QUADRAGE´SIMA
QUADRAGE´SIMA (1.) The fortieth part of the imported
goods, or 2 1/2 per cent., was the amount of the portorium in some provinces
[
PORTORIUM]. Separate
stationes fisci seem to have looked after
this tax in each province, under the Empire (see Wilmanns,
Exemp.
Inscr. Lat. 1397, 1398; and see
STATIONES FISCI).
(2.)
Quadragesima litium (
Suet. Cal.
40); a tax imposed by Caligula of the fortieth part of the value
of all property about which there was a lawsuit.

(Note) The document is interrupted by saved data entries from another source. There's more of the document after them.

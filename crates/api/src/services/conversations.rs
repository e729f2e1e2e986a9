use carelink_auth::Account;
use carelink_database::{
    Conversation, ConversationRepository, CreateConversationRequest, CreateMessageRequest,
    DoctorRepository, Message, MessageRepository, PatientRepository, Role,
};
use sqlx::SqlitePool;

use super::error::ServiceError;

fn not_a_member(account: &Account) -> ServiceError {
    ServiceError::unauthorized(format!(
        "User {} is not a member of this conversation",
        account.public_id()
    ))
}

/// Returns the existing conversation between the two users, or opens one.
/// The caller must be one of them.
pub async fn open_conversation(
    pool: &SqlitePool,
    account: &Account,
    req: &CreateConversationRequest,
) -> Result<Conversation, ServiceError> {
    req.validate()?;
    let (sender, receiver) = (req.sender_id.trim(), req.receiver_id.trim());
    if account.public_id() != sender && account.public_id() != receiver {
        return Err(not_a_member(account));
    }
    if sender == receiver {
        return Err(ServiceError::bad_request(
            "A conversation needs two different users",
        ));
    }

    let other = if account.public_id() == sender {
        receiver
    } else {
        sender
    };
    if !account_exists(pool, other).await? {
        return Err(ServiceError::not_found(format!("No user with the id of {other}")));
    }

    let repo = ConversationRepository::new(pool.clone());
    if let Some(existing) = repo.find_between(sender, receiver).await? {
        return Ok(existing);
    }
    let conversation = repo.create(sender, receiver).await?;
    tracing::info!(conversation = %conversation.public_id, "conversation opened");
    Ok(conversation)
}

async fn account_exists(pool: &SqlitePool, public_id: &str) -> Result<bool, ServiceError> {
    if PatientRepository::new(pool.clone())
        .find_by_public_id(public_id)
        .await?
        .is_some()
    {
        return Ok(true);
    }
    Ok(DoctorRepository::new(pool.clone())
        .find_by_public_id(public_id)
        .await?
        .is_some())
}

pub async fn conversations_for_user(
    pool: &SqlitePool,
    account: &Account,
    user_id: &str,
) -> Result<Vec<Conversation>, ServiceError> {
    if account.public_id() != user_id && account.role() != Role::Admin {
        return Err(ServiceError::unauthorized(format!(
            "User {} is not authorized to read these conversations",
            account.public_id()
        )));
    }
    Ok(ConversationRepository::new(pool.clone())
        .list_for_user(user_id)
        .await?)
}

async fn member_conversation(
    pool: &SqlitePool,
    account: &Account,
    conversation_id: &str,
) -> Result<Conversation, ServiceError> {
    let conversation = ConversationRepository::new(pool.clone())
        .find_by_public_id(conversation_id)
        .await?
        .ok_or_else(|| {
            ServiceError::not_found(format!(
                "No conversation with the id of {conversation_id}"
            ))
        })?;
    if !conversation.has_member(account.public_id()) {
        return Err(not_a_member(account));
    }
    Ok(conversation)
}

pub async fn post_message(
    pool: &SqlitePool,
    account: &Account,
    req: &CreateMessageRequest,
) -> Result<Message, ServiceError> {
    req.validate()?;
    let conversation = member_conversation(pool, account, req.conversation_id.trim()).await?;
    Ok(MessageRepository::new(pool.clone())
        .create(conversation.id, account.public_id(), req.text.trim())
        .await?)
}

pub async fn messages_in(
    pool: &SqlitePool,
    account: &Account,
    conversation_id: &str,
) -> Result<Vec<Message>, ServiceError> {
    let conversation = member_conversation(pool, account, conversation_id).await?;
    Ok(MessageRepository::new(pool.clone())
        .list_for_conversation(conversation.id)
        .await?)
}
use axum::{
    extract::{
        ws::{Message, WebSocket, WebSocketUpgrade},
        State,
    },
    response::Response,
};
use carelink_chat::{ClientEvent, ConnectionId, ServerEvent};
use futures_util::{SinkExt, StreamExt};
use serde::Deserialize;
use tokio::sync::mpsc;

use crate::{error::ApiQuery, ApiError, AppState};

#[derive(Debug, Deserialize)]
pub struct WebSocketQuery {
    token: Option<String>,
}

/// Upgrade to the chat socket. A token is optional, but one that is
/// supplied must be valid and binds the socket to that account.
pub async fn websocket_handler(
    ws: WebSocketUpgrade,
    ApiQuery(params): ApiQuery<WebSocketQuery>,
    State(state): State<AppState>,
) -> Result<Response, ApiError> {
    let identity = match params.token.as_deref() {
        Some(token) => Some(state.authenticate(token).await?.public_id().to_string()),
        None => None,
    };
    if let Some(user) = &identity {
        tracing::debug!(%user, "authenticated socket upgrade");
    }

    Ok(ws.on_upgrade(move |socket| handle_socket(socket, state, identity)))
}

async fn handle_socket(socket: WebSocket, state: AppState, identity: Option<String>) {
    let (mut ws_sender, mut receiver) = socket.split();
    let connection = ConnectionId::new();
    let hub = state.hub().clone();

    let (out_tx, mut out_rx) = mpsc::channel::<ServerEvent>(state.settings().outbound_buffer);
    hub.connect(connection, out_tx).await;
    if let Some(user) = identity {
        hub.bind_identity(connection, user).await;
    }

    let sender_task = tokio::spawn(async move {
        while let Some(event) = out_rx.recv().await {
            let json = match serde_json::to_string(&event) {
                Ok(json) => json,
                Err(err) => {
                    tracing::error!(%connection, error = %err, "failed to encode socket event");
                    continue;
                }
            };
            if let Err(err) = ws_sender.send(Message::Text(json)).await {
                tracing::debug!(%connection, error = %err, "socket send failed");
                break;
            }
        }
    });

    while let Some(msg) = receiver.next().await {
        match msg {
            Ok(Message::Text(text)) => match serde_json::from_str::<ClientEvent>(&text) {
                Ok(event) => hub.handle(connection, event).await,
                Err(err) => {
                    tracing::warn!(%connection, error = %err, "failed to parse client event");
                    hub.report_error(connection, "Invalid event format").await;
                }
            },
            Ok(Message::Close(_)) => break,
            Err(err) => {
                tracing::debug!(%connection, error = %err, "socket error");
                break;
            }
            _ => {}
        }
    }

    hub.disconnect(connection).await;
    sender_task.abort();
    tracing::debug!(%connection, "socket handler finished");
}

In what sense does Tacitus (
Tac. Ann. 13.51)
mean that Nero abolished
quadragesima? Not (1),
for that tax is heard of later (see Symmachus,
Ep. 5.62; and
perhaps Suet.
Vesp. 1); nor (2), because Claudius had already
abolished the new taxes of Caligula (
D. C. 60.4;
though many persons think that the
quadragesima
litium was not abolished before Galba's principate), and also because a
quadragesima litium could not well be farmed,
whereas the context shows that the tax spoken of by Tacitus
was farmed. It is therefore probable that Tacitus is
speaking of charges otherwise unknown to us and (as
alia, &c. in the passage would show) illegal.